In today’s market, to the curious go the spoils. The past decade has been one of incredible growth and success. Companies have made Billions off of what are now well-honed digital practices like:

  1. Create a beautiful online shop
  2. Get some influencers to talk about you
  3. Create a retargeting audience of their followers
  4. Shove Facebook product ads at them until they give in and Buy Now

The people who built their careers off of models like those are now screaming at the platforms because algorithms, ad rates, and consumer behaviour are all making their lives more difficult, and expensive.

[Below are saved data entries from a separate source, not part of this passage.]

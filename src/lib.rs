//! Hash-linked ledger core and the wallet relay built on it.
//!
//! - [`blockchain`]: blocks, chain, transactions, signing and the canonical
//!   encoding shared by hashing and signature verification
//! - [`gateway`]: client for the node that owns authoritative ledger state
//! - [`service`]: wallet façade that signs and relays transfers
//! - [`api`]: HTTP handlers and routes for the wallet server

pub mod api;
pub mod blockchain;
pub mod config;
pub mod gateway;
pub mod logging;
pub mod service;
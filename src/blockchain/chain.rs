use log::{debug, info, warn};
use thiserror::Error;

use std::fmt;
use std::sync::{Mutex, MutexGuard, PoisonError};

use super::block::{Block, BlockHash};
use super::transaction::{SignedTransaction, Transaction, TransactionError};

/// Errors that can occur during blockchain operations
#[derive(Debug, Error, PartialEq, Eq)]
pub enum BlockchainError {
    #[error("Transaction error: {0}")]
    TransactionError(#[from] TransactionError),

    /// The operation would break a chain invariant; nothing was changed
    #[error("Invariant violation: {0}")]
    InvariantViolation(String),
}

/// Chain and pool share one lock so that closing a block is a single step
#[derive(Debug, Default)]
struct ChainState {
    chain: Vec<Block>,
    transaction_pool: Vec<Transaction>,
}

/// Represents the blockchain
#[derive(Debug)]
pub struct Blockchain {
    state: Mutex<ChainState>,
}

impl Blockchain {
    /// Creates a new blockchain with a genesis block
    ///
    /// The genesis block's previous hash is the hash of [`Block::zero`].
    pub fn new() -> Self {
        let genesis = Block::new(0, Block::zero().hash(), Vec::new());
        info!("Created genesis block {}", genesis.hash());

        Blockchain {
            state: Mutex::new(ChainState {
                chain: vec![genesis],
                transaction_pool: Vec::new(),
            }),
        }
    }

    // Every mutation leaves ChainState consistent before it can panic, so a
    // poisoned lock still guards valid data.
    fn lock(&self) -> MutexGuard<'_, ChainState> {
        self.state.lock().unwrap_or_else(PoisonError::into_inner)
    }

    /// Closes the transaction pool into a new block and appends it
    ///
    /// The pool is taken and the block appended under one lock, so no
    /// transaction is ever observed both pending and committed.
    ///
    /// `previous_hash` must be the hash of the current last block (the hash
    /// of [`Block::zero`] on an empty chain). A stale or foreign hash is
    /// rejected and leaves both the chain and the pool untouched.
    pub fn create_block(
        &self,
        nonce: u64,
        previous_hash: BlockHash,
    ) -> Result<Block, BlockchainError> {
        let mut state = self.lock();

        let tip = state
            .chain
            .last()
            .map_or_else(|| Block::zero().hash(), Block::hash);
        if previous_hash != tip {
            warn!("Refused block linking to {}, chain tip is {}", previous_hash, tip);
            return Err(BlockchainError::InvariantViolation(format!(
                "previous hash {} does not match chain tip {}",
                previous_hash, tip
            )));
        }

        let transactions = std::mem::take(&mut state.transaction_pool);
        let block = Block::new(nonce, previous_hash, transactions);
        state.chain.push(block.clone());

        debug!(
            "Appended block {} with {} transaction(s), chain length {}",
            state.chain.len() - 1,
            block.transactions().len(),
            state.chain.len()
        );

        Ok(block)
    }

    /// Adds a transaction to the pool without any checks
    pub fn add_transaction(&self, transaction: Transaction) {
        self.lock().transaction_pool.push(transaction);
    }

    /// Verifies a signed transaction and pools it only if the sender
    /// authorized it
    pub fn add_signed_transaction(
        &self,
        signed: SignedTransaction,
    ) -> Result<(), BlockchainError> {
        if let Err(err) = signed.verify() {
            warn!(
                "Rejected transaction from {}: {}",
                signed.transaction().sender(),
                err
            );
            return Err(err.into());
        }

        self.add_transaction(signed.into_transaction());
        Ok(())
    }

    /// Gets the last block in the chain
    pub fn last_block(&self) -> Result<Block, BlockchainError> {
        self.lock()
            .chain
            .last()
            .cloned()
            .ok_or_else(|| BlockchainError::InvariantViolation("chain has no blocks".to_string()))
    }

    /// Snapshot of every block in the chain
    pub fn chain(&self) -> Vec<Block> {
        self.lock().chain.clone()
    }

    /// Snapshot of the pending transactions
    pub fn pending_transactions(&self) -> Vec<Transaction> {
        self.lock().transaction_pool.clone()
    }

    pub fn len(&self) -> usize {
        self.lock().chain.len()
    }

    pub fn is_empty(&self) -> bool {
        self.lock().chain.is_empty()
    }

    /// Validates the blockchain
    ///
    /// Returns true if the genesis block links to the zero block and every
    /// other block links to its predecessor's hash.
    pub fn is_valid(&self) -> bool {
        let state = self.lock();

        match state.chain.first() {
            Some(genesis) if *genesis.previous_hash() == Block::zero().hash() => {}
            _ => return false,
        }

        state
            .chain
            .windows(2)
            .all(|pair| *pair[1].previous_hash() == pair[0].hash())
    }
}

impl Default for Blockchain {
    fn default() -> Self {
        Self::new()
    }
}

impl fmt::Display for Blockchain {
    fn fmt(&self, f: &mut fmt::Formatter<'_>) -> fmt::Result {
        let state = self.lock();
        for (i, block) in state.chain.iter().enumerate() {
            writeln!(f, "{} Chain: {} {}", "=".repeat(25), i, "=".repeat(25))?;
            write!(f, "{}", block)?;
        }
        writeln!(f, "{}", "*".repeat(25))
    }
}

The curious few, however, have moved on long ago. When they saw that what worked in 2016 was losing its sparkle, they opened up their notes and asked themselves: Why were those tactics successful in the first place? It’s not because of their mastery of the Facebook Ads platform or their genius copywriting. It was because the most effective marketing tactics are always novel. The very fact that no one else is doing it makes the tactic effective. Remember WestJet’s Christmas Miracle? Or Tourism Queensland’s Greatest Job in the World? Either of those same tactics, launched today, would have a fraction of the effectiveness that they did back when they were the first of their kind.

To the curious, cultural revelations like TikTok, meme accounts, and Snapchat Lenses look like a gift of novelty. They’re fresh, they’re new, and they’re an opportunity to create something that’s never been done before. To the rigid, they are a threat, and so they bring curious people like Taylor Lorenz onto their shows just to mock the hard work that they’ve been doing.

A word of advice to those of you who are curious enough to receive it: Keep the receipts. Whether it was the birth of e-commerce, the social media revolution, the shift to mobile, or the cultural moment that we’re experiencing right now, there will come a time when what seems absurd just becomes good business. You’ll want to remember that you were willing to be vulnerable enough to take a chance on something that’s still unpredictable and unproven.